5. Parameter-free Preference Routing and Hierarchical Assembly: Connecting "Locate-Refine-Realize" in a single forward pass. The preference routing layer contains no parameters and selects the \(N\) experts nearest to \(\lambda_{usr}\) via Euclidean distance. Inference follows three steps: ① Preference routing expresses \(\lambda_{usr}\) as a convex combination of neighboring expert preferences \(\lambda_{usr}=\sum_{i\in\Lambda_{selected}} w_i^{(1)}\lambda_i\); ② Routing experts produce logits based on input \(x\), aggregated with \(w^{(1)}\) to get LoRA weights \(w^{(2)}=\sum_i w_i^{(1)}\vec\eta_{\lambda_i}(x)\); ③ The final output is \(O(x)=W_{pre}x+\sum_j w_j^{(2)} B_j A_j x\).

Key Experimental Results¶

Main Results¶

Scale: 6 NLP tasks, 16 objectives (Helpful, Harmless, Humor, Correctness, Coherence, etc.), 200 different preferences, 15 recent baselines; covering bi-objective, tri-objective, and multi-objective scenarios.
Datasets: include Helpful Assistant, Math, Reddit Summary, Beaver Tail, HelpSteer, etc.
Metrics: Pareto fronts plotted using scores from open-source reward models, supplemented by GPT-4 win rates.

Scenario	Key Results
Bi-objective (7 setups)	HoE approaches the theoretical upper bound of MORLHF; fully dominates RS and MOD; outperforms RiC in 5 out of 7 cases.
Tri-objective (Helpful/Harmless/Humor)	Dominates RS and MOD on the Pareto front; outperforms RiC across most weights.
Strict Generalization (Llama3.1-8B)	Ranks 1st in 11 out of 14 evaluation setups; only slightly surpassed by PAD in the remaining 3.
Multi-objective (5 labels)	Highest average score; outperforms MOD/RS/RiC across all objectives.
Method Attributes	1 model stored, 1 inference pass, 0 models trained, Pareto controllable—lowest comprehensive overhead.

Ablation Study¶

Ablation	Configuration	Conclusion
Expert Composition	2 LoRA + 1 Router	Minor local improvement due to parameter limits.
	3 LoRA	Expands front significantly near preferences but degrades rapidly elsewhere.
	3 LoRA + 1 Router	Nearly complete front; strong synergy between routing experts and LoRA.
LoRA Rank	rank=256	Math tasks are more sensitive to rank; 256 balances performance and efficiency.
Scalarization	Linear vs Tchebycheff	Linear scalarization is unstable; Tchebycheff (OMD) ensures stability and full coverage.

Key Findings¶

LoRA experts provide the primary gain but with diminishing returns, while routing experts provide complementary gains with far fewer parameters.

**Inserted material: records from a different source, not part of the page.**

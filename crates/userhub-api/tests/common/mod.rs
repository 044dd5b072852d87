//! Shared test helpers for API integration tests.
#![allow(dead_code)]

use std::sync::Arc;
use std::time::Duration;

use axum::Router;
use axum::body::Body;
use axum::http::header::{AUTHORIZATION, CONTENT_TYPE};
use axum::http::{Request, StatusCode};
use chrono::Utc;
use http_body_util::BodyExt;
use serde_json::Value;
use sqlx::PgPool;
use tokio::net::TcpListener;
use tokio::sync::oneshot;
use tower::ServiceExt;
use userhub_api::auth::TokenService;
use userhub_api::state::AppState;
use userhub_core::user::User;
use userhub_relay::dispatcher::{GrpcCommandDispatcher, RelayClientConfig};
use userhub_store::pg_user_repository::PgUserRepository;
use userhub_test_support::{FakePasswordHasher, FixedClock};
use userhub_worker::handler::UserEventHandler;
use userhub_worker::server;

/// A gateway router wired to a live worker, both over the same database.
pub struct TestApp {
    pub router: Router,
    pub pool: PgPool,
    pub tokens: Arc<TokenService>,
    _worker_shutdown: oneshot::Sender<()>,
}

impl TestApp {
    /// Issues a token for `user`, valid from now.
    pub fn token_for(&self, user: &User) -> String {
        self.tokens.issue(user, Utc::now()).unwrap()
    }

    /// Counts rows in `users`, soft-deleted ones included.
    pub async fn row_count(&self) -> i64 {
        sqlx::query_scalar("SELECT COUNT(*) FROM users")
            .fetch_one(&self.pool)
            .await
            .unwrap()
    }
}

/// Starts a worker on an ephemeral port and builds the gateway router the
/// same way `main.rs` does, minus the HTTP layers.
pub async fn build_test_app(pool: PgPool) -> TestApp {
    let clock = Arc::new(FixedClock(Utc::now()));
    let repository = Arc::new(PgUserRepository::new(pool.clone()));

    let listener = TcpListener::bind("127.0.0.1:0").await.unwrap();
    let addr = listener.local_addr().unwrap();
    let (tx, rx) = oneshot::channel::<()>();
    let handler = UserEventHandler::new(repository.clone(), Arc::new(FakePasswordHasher), clock.clone());
    tokio::spawn(server::serve(listener, handler, async {
        let _ = rx.await;
    }));

    let dispatcher = GrpcCommandDispatcher::connect_lazy(
        &RelayClientConfig {
            endpoint: format!("http://{addr}"),
            connect_timeout: Duration::from_secs(5),
        },
        clock.clone(),
    )
    .unwrap();
    let tokens = Arc::new(TokenService::new(b"integration-secret", Duration::from_secs(600)));
    let state = AppState::new(
        repository,
        Arc::new(dispatcher),
        Arc::new(FakePasswordHasher),
        tokens.clone(),
        clock,
    );

    TestApp {
        router: userhub_api::app(state),
        pool,
        tokens,
        _worker_shutdown: tx,
    }
}

async fn send(app: &TestApp, request: Request<Body>) -> (StatusCode, Value) {
    let response = app.router.clone().oneshot(request).await.unwrap();
    let status = response.status();
    let bytes = response.into_body().collect().await.unwrap().to_bytes();
    let json = if bytes.is_empty() {
        Value::Null
    } else {
        serde_json::from_slice(&bytes).unwrap()
    };
    (status, json)
}

fn request(method: &str, uri: &str, token: Option<&str>, body: Body) -> Request<Body> {
    let mut builder = Request::builder()
        .method(method)
        .uri(uri)
        .header(CONTENT_TYPE, "application/json");
    if let Some(token) = token {
        builder = builder.header(AUTHORIZATION, format!("Bearer {token}"));
    }
    builder.body(body).unwrap()
}

/// Send a GET request and return status + parsed JSON body.
pub async fn get_json(app: &TestApp, uri: &str) -> (StatusCode, Value) {
    send(app, request("GET", uri, None, Body::empty())).await
}

/// Send a POST request with a JSON body.
pub async fn post_json(app: &TestApp, uri: &str, body: &Value) -> (StatusCode, Value) {
    send(app, request("POST", uri, None, Body::from(body.to_string()))).await
}

/// Send a PUT request with a JSON body and an optional bearer token.
pub async fn put_json(
    app: &TestApp,
    uri: &str,
    token: Option<&str>,
    body: &Value,
) -> (StatusCode, Value) {
    send(app, request("PUT", uri, token, Body::from(body.to_string()))).await
}

/// Send a DELETE request with an optional bearer token.
pub async fn delete(app: &TestApp, uri: &str, token: Option<&str>) -> (StatusCode, Value) {
    send(app, request("DELETE", uri, token, Body::empty())).await
}
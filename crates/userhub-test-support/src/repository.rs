//! Test repositories: `UserRepository` implementations for tests.

use std::cmp::Ordering;
use std::sync::Mutex;

use async_trait::async_trait;
use chrono::{DateTime, Utc};
use userhub_core::clock::Clock;
use userhub_core::error::DomainError;
use userhub_core::pagination::{FilterField, Page, PageRequest, SortColumn, SortDirection};
use userhub_core::repository::UserRepository;
use userhub_core::user::User;
use uuid::Uuid;

use crate::clock::FixedClock;

/// A live user with nickname and e-mail as given, password `123` hashed by
/// [`crate::FakePasswordHasher`], first name `Test`, last name `User`, country
/// `UK`, version 1.
#[must_use]
pub fn user_fixture(nickname: &str, email: &str) -> User {
    let now = FixedClock::default().now();
    User {
        id: Uuid::new_v4(),
        nickname: nickname.to_owned(),
        email: email.to_owned(),
        password_hash: "hashed:123".to_owned(),
        first_name: "Test".to_owned(),
        last_name: "User".to_owned(),
        country: "UK".to_owned(),
        created_at: now,
        updated_at: now,
        version: 1,
    }
}

#[derive(Debug, Clone)]
struct Row {
    user: User,
    deleted_at: Option<DateTime<Utc>>,
}

impl Row {
    fn is_live(&self) -> bool {
        self.deleted_at.is_none()
    }
}

/// An in-memory repository with the same live-row semantics as the
/// PostgreSQL one: uniqueness among live rows, soft delete, version checks,
/// and filtered, sorted paging.
#[derive(Debug, Default)]
pub struct InMemoryUserRepository {
    rows: Mutex<Vec<Row>>,
}

impl InMemoryUserRepository {
    /// Creates an empty repository.
    #[must_use]
    pub fn new() -> Self {
        Self::default()
    }

    /// Stores `user` as a live row without any checks.
    ///
    /// # Panics
    ///
    /// Panics if the internal mutex is poisoned.
    pub fn seed(&self, user: User) {
        self.rows.lock().unwrap().push(Row {
            user,
            deleted_at: None,
        });
    }

    /// Number of live rows.
    ///
    /// # Panics
    ///
    /// Panics if the internal mutex is poisoned.
    pub fn live_count(&self) -> usize {
        self.rows.lock().unwrap().iter().filter(|r| r.is_live()).count()
    }

    /// The live user with `id`, if any.
    ///
    /// # Panics
    ///
    /// Panics if the internal mutex is poisoned.
    pub fn get(&self, id: Uuid) -> Option<User> {
        self.rows
            .lock()
            .unwrap()
            .iter()
            .find(|r| r.is_live() && r.user.id == id)
            .map(|r| r.user.clone())
    }

    /// When the user with `id` was soft-deleted, if it was.
    ///
    /// # Panics
    ///
    /// Panics if the internal mutex is poisoned.
    pub fn deleted_at(&self, id: Uuid) -> Option<DateTime<Utc>> {
        self.rows
            .lock()
            .unwrap()
            .iter()
            .find(|r| r.user.id == id)
            .and_then(|r| r.deleted_at)
    }
}

fn check_unique(rows: &[Row], candidate: &User) -> Result<(), DomainError> {
    for row in rows.iter().filter(|r| r.is_live() && r.user.id != candidate.id) {
        if row.user.nickname == candidate.nickname {
            return Err(DomainError::Duplicate {
                field: "nickname",
                value: candidate.nickname.clone(),
            });
        }
        if row.user.email == candidate.email {
            return Err(DomainError::Duplicate {
                field: "email",
                value: candidate.email.clone(),
            });
        }
    }
    Ok(())
}

fn filter_value(user: &User, field: FilterField) -> &str {
    match field {
        FilterField::Country => &user.country,
        FilterField::Nickname => &user.nickname,
        FilterField::Email => &user.email,
        FilterField::FirstName => &user.first_name,
        FilterField::LastName => &user.last_name,
    }
}

fn compare(a: &User, b: &User, column: SortColumn, direction: SortDirection) -> Ordering {
    let by_column = match column {
        SortColumn::Country => a.country.cmp(&b.country),
        SortColumn::Nickname => a.nickname.cmp(&b.nickname),
        SortColumn::Email => a.email.cmp(&b.email),
        SortColumn::CreatedAt => a.created_at.cmp(&b.created_at),
        SortColumn::FirstName => a.first_name.cmp(&b.first_name),
        SortColumn::LastName => a.last_name.cmp(&b.last_name),
    };
    let by_column = match direction {
        SortDirection::Asc => by_column,
        SortDirection::Desc => by_column.reverse(),
    };
    by_column.then_with(|| a.id.cmp(&b.id))
}

#[async_trait]
impl UserRepository for InMemoryUserRepository {
    async fn insert(&self, user: &User) -> Result<(), DomainError> {
        let mut rows = self.rows.lock().unwrap();
        check_unique(&rows, user)?;
        rows.push(Row {
            user: user.clone(),
            deleted_at: None,
        });
        Ok(())
    }

    async fn update(&self, user: &User, expected_version: i64) -> Result<(), DomainError> {
        let mut rows = self.rows.lock().unwrap();
        check_unique(&rows, user)?;
        let row = rows
            .iter_mut()
            .find(|r| r.is_live() && r.user.id == user.id)
            .ok_or(DomainError::UserNotFound(user.id))?;
        if row.user.version != expected_version {
            return Err(DomainError::ConcurrencyConflict {
                user_id: user.id,
                expected: expected_version,
            });
        }
        row.user = user.clone();
        Ok(())
    }

    async fn soft_delete(&self, id: Uuid, at: DateTime<Utc>) -> Result<(), DomainError> {
        let mut rows = self.rows.lock().unwrap();
        let row = rows
            .iter_mut()
            .find(|r| r.is_live() && r.user.id == id)
            .ok_or(DomainError::UserNotFound(id))?;
        row.deleted_at = Some(at);
        Ok(())
    }

    async fn find_by_id(&self, id: Uuid) -> Result<Option<User>, DomainError> {
        Ok(self.get(id))
    }

    async fn find_by_nickname(&self, nickname: &str) -> Result<Option<User>, DomainError> {
        Ok(self
            .rows
            .lock()
            .unwrap()
            .iter()
            .find(|r| r.is_live() && r.user.nickname == nickname)
            .map(|r| r.user.clone()))
    }

    async fn find_by_email(&self, email: &str) -> Result<Option<User>, DomainError> {
        Ok(self
            .rows
            .lock()
            .unwrap()
            .iter()
            .find(|r| r.is_live() && r.user.email == email)
            .map(|r| r.user.clone()))
    }

    async fn list(&self, request: &PageRequest) -> Result<Page<User>, DomainError> {
        let mut matching: Vec<User> = self
            .rows
            .lock()
            .unwrap()
            .iter()
            .filter(|r| r.is_live())
            .filter(|r| {
                request
                    .filter
                    .as_ref()
                    .is_none_or(|f| filter_value(&r.user, f.field) == f.value)
            })
            .map(|r| r.user.clone())
            .collect();
        matching.sort_by(|a, b| compare(a, b, request.sort_column, request.sort_direction));

        let total_rows = matching.len() as u64;
        let offset = usize::try_from(request.offset()).unwrap_or(usize::MAX);
        let rows = matching
            .into_iter()
            .skip(offset)
            .take(request.limit as usize)
            .collect();
        Ok(Page::new(request, total_rows, rows))
    }
}

/// A repository whose every operation fails with an infrastructure error.
#[derive(Debug, Clone, Copy)]
pub struct FailingUserRepository;

fn unavailable<T>() -> Result<T, DomainError> {
    Err(DomainError::Infrastructure("connection refused".into()))
}

#[async_trait]
impl UserRepository for FailingUserRepository {
    async fn insert(&self, _user: &User) -> Result<(), DomainError> {
        unavailable()
    }

    async fn update(&self, _user: &User, _expected_version: i64) -> Result<(), DomainError> {
        unavailable()
    }

    async fn soft_delete(&self, _id: Uuid, _at: DateTime<Utc>) -> Result<(), DomainError> {
        unavailable()
    }

    async fn find_by_id(&self, _id: Uuid) -> Result<Option<User>, DomainError> {
        unavailable()
    }

    async fn find_by_nickname(&self, _nickname: &str) -> Result<Option<User>, DomainError> {
        unavailable()
    }

    async fn find_by_email(&self, _email: &str) -> Result<Option<User>, DomainError> {
        unavailable()
    }

    async fn list(&self, _request: &PageRequest) -> Result<Page<User>, DomainError> {
        unavailable()
    }
}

The synergy between the two is key to balancing performance and efficiency.
Token-level switching: Case studies show that under mixed preferences, early tokens are dominated by the "Helpful" expert while later tokens activate "Harmless/Humor" experts more to resolve adversarial prompts. This token-level interpretability is unique to HoE.

Highlights & Insights¶

"Decompose then Assemble" transforms the controllability bottleneck into an expert routing problem: Instead of forcing one model to cover the entire front, each expert handles its local optimum, and hierarchical routing stitches them together.
Nearly training-free: Single-objective experts are extracted from existing models via task-SVD, and multi-objective experts are synthesized via merging. Only the minimal routing layers require training, drastically reducing costs compared to MORLHF or MODPO.
Three-layer abstraction: Preference Routing (localization) → Routing Experts (refinement) → LoRA Experts (realization). New objectives can be added by extending preference vectors without retraining existing experts.
The choice of Tchebycheff + OMD is theoretically grounded: It addresses the failure of linear scalarization in non-convex front regions with an \(O(\log N/T)\) convergence guarantee.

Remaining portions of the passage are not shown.